▸ **WHAT YOU ARE ASKED TO DO**:
The records below are to be transcribed in full, exactly as given.

▸ **MATERIAL PROVIDED**:
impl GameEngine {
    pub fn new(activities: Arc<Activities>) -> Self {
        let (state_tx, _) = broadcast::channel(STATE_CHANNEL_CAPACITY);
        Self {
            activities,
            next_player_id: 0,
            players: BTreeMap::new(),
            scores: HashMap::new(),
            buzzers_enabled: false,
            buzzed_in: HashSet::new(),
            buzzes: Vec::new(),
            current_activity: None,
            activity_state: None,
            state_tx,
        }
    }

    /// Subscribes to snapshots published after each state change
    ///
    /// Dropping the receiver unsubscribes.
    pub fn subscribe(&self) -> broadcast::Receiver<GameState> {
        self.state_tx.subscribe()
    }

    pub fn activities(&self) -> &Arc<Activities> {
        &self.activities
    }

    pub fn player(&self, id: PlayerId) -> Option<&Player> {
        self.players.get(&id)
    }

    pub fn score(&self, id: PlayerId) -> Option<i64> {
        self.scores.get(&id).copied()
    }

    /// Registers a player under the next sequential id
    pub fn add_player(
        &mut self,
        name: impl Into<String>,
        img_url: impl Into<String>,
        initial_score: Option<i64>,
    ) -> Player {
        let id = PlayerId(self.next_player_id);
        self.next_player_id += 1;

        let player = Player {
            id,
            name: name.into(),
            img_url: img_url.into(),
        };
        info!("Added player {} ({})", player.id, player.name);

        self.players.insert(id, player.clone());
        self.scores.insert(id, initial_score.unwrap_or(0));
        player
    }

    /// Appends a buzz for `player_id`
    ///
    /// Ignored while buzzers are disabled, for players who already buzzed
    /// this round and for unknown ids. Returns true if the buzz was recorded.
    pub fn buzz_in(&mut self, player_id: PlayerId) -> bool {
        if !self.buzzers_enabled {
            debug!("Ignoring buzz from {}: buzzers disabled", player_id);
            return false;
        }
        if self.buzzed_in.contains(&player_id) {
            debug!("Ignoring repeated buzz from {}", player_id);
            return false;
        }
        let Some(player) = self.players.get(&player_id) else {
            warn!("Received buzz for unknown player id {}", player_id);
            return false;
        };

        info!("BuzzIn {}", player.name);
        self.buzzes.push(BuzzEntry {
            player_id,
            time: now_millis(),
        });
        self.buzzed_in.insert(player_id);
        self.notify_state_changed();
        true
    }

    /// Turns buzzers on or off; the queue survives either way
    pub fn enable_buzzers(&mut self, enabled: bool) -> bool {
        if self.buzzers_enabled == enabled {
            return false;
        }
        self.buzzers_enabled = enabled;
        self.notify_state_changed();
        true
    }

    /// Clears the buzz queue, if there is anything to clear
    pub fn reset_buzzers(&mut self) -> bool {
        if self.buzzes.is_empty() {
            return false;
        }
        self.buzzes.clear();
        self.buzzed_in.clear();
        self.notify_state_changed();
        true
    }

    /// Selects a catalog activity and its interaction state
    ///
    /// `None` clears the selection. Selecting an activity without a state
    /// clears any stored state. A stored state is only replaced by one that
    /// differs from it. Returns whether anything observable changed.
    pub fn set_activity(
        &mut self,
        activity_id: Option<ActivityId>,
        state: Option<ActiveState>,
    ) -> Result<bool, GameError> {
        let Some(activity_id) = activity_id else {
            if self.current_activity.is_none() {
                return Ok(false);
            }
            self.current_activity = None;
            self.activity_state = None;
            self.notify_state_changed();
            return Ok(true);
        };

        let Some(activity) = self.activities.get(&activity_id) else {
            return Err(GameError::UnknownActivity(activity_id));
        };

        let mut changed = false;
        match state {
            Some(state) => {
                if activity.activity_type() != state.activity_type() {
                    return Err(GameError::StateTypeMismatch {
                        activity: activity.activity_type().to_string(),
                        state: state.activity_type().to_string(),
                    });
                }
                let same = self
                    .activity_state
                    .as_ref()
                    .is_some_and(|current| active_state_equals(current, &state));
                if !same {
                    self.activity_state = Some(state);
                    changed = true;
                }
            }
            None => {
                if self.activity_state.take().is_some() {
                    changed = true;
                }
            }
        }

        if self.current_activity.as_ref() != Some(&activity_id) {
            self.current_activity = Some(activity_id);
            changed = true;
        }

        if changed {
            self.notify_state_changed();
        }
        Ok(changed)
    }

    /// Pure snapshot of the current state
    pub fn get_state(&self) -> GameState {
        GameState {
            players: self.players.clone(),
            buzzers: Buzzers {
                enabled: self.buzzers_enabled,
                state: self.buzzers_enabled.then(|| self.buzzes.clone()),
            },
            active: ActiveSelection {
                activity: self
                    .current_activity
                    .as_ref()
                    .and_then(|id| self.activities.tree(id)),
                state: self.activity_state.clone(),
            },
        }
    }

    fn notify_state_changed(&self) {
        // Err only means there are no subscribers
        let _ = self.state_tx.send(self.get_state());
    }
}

▸ **REPLY TO THE TASK**:
impl GameEngine {
    pub fn new(activities: Arc<Activities>) -> Self {
        let (state_tx, _) = broadcast::channel(STATE_CHANNEL_CAPACITY);
        Self {
            activities,
            next_player_id: 0,
            players: BTreeMap::new(),
            scores: HashMap::new(),
            buzzers_enabled: false,
            buzzed_in: HashSet::new(),
            buzzes: Vec::new(),
            current_activity: None,
            activity_state: None,
            state_tx,
        }
    }

    /// Subscribes to snapshots published after each state change
    ///
    /// Dropping the receiver unsubscribes.
    pub fn subscribe(&self) -> broadcast::Receiver<GameState> {
        self.state_tx.subscribe()
    }

    pub fn activities(&self) -> &Arc<Activities> {
        &self.activities
    }

    pub fn player(&self, id: PlayerId) -> Option<&Player> {
        self.players.get(&id)
    }

    pub fn score(&self, id: PlayerId) -> Option<i64> {
        self.scores.get(&id).copied()
    }

    /// Registers a player under the next sequential id
    pub fn add_player(
        &mut self,
        name: impl Into<String>,
        img_url: impl Into<String>,
        initial_score: Option<i64>,
    ) -> Player {
        let id = PlayerId(self.next_player_id);
        self.next_player_id += 1;

        let player = Player {
            id,
            name: name.into(),
            img_url: img_url.into(),
        };
        info!("Added player {} ({})", player.id, player.name);

        self.players.insert(id, player.clone());
        self.scores.insert(id, initial_score.unwrap_or(0));
        player
    }

    /// Appends a buzz for `player_id`
    ///
    /// Ignored while buzzers are disabled, for players who already buzzed
    /// this round and for unknown ids. Returns true if the buzz was recorded.
    pub fn buzz_in(&mut self, player_id: PlayerId) -> bool {
        if !self.buzzers_enabled {
            debug!("Ignoring buzz from {}: buzzers disabled", player_id);
            return false;
        }
        if self.buzzed_in.contains(&player_id) {
            debug!("Ignoring repeated buzz from {}", player_id);
            return false;
        }
        let Some(player) = self.players.get(&player_id) else {
            warn!("Received buzz for unknown player id {}", player_id);
            return false;
        };

        info!("BuzzIn {}", player.name);
        self.buzzes.push(BuzzEntry {
            player_id,
            time: now_millis(),
        });
        self.buzzed_in.insert(player_id);
        self.notify_state_changed();
        true
    }

    /// Turns buzzers on or off; the queue survives either way
    pub fn enable_buzzers(&mut self, enabled: bool) -> bool {
        if self.buzzers_enabled == enabled {
            return false;
        }
        self.buzzers_enabled = enabled;
        self.notify_state_changed();
        true
    }

    /// Clears the buzz queue, if there is anything to clear
    pub fn reset_buzzers(&mut self) -> bool {
        if self.buzzes.is_empty() {
            return false;
        }
        self.buzzes.clear();
        self.buzzed_in.clear();
        self.notify_state_changed();
        true
    }

    /// Selects a catalog activity and its interaction state
    ///
    /// `None` clears the selection. Selecting an activity without a state
    /// clears any stored state. A stored state is only replaced by one that
    /// differs from it. Returns whether anything observable changed.
    pub fn set_activity(
        &mut self,
        activity_id: Option<ActivityId>,
        state: Option<ActiveState>,
    ) -> Result<bool, GameError> {
        let Some(activity_id) = activity_id else {
            if self.current_activity.is_none() {
                return Ok(false);
            }
            self.current_activity = None;
            self.activity_state = None;
            self.notify_state_changed();
            return Ok(true);
        };

        let Some(activity) = self.activities.get(&activity_id) else {
            return Err(GameError::UnknownActivity(activity_id));
        };

        let mut changed = false;
        match state {
            Some(state) => {
                if activity.activity_type() != state.activity_type() {
                    return Err(GameError::StateTypeMismatch {
                        activity: activity.activity_type().to_string(),
                        state: state.activity_type().to_string(),
                    });
                }
                let same = self
                    .activity_state
                    .as_ref()
                    .is_some_and(|current| active_state_equals(current, &state));
                if !same {
                    self.activity_state = Some(state);
                    changed = true;
                }
            }
            None => {
                if self.activity_state.take().is_some() {
                    changed = true;
                }
            }
        }

        if self.current_activity.as_ref() != Some(&activity_id) {
            self.current_activity = Some(activity_id);
            changed = true;
        }

        if changed {
            self.notify_state_changed();
        }
        Ok(changed)
    }

    /// Pure snapshot of the current state
    pub fn get_state(&self) -> GameState {
        GameState {
            players: self.players.clone(),
            buzzers: Buzzers {
                enabled: self.buzzers_enabled,
                state: self.buzzers_enabled.then(|| self.buzzes.clone()),
            },
            active: ActiveSelection {
                activity: self
                    .current_activity
                    .as_ref()
                    .and_then(|id| self.activities.tree(id)),
                state: self.activity_state.clone(),
            },
        }
    }

    fn notify_state_changed(&self) {
        // Err only means there are no subscribers
        let _ = self.state_tx.send(self.get_state());
    }
}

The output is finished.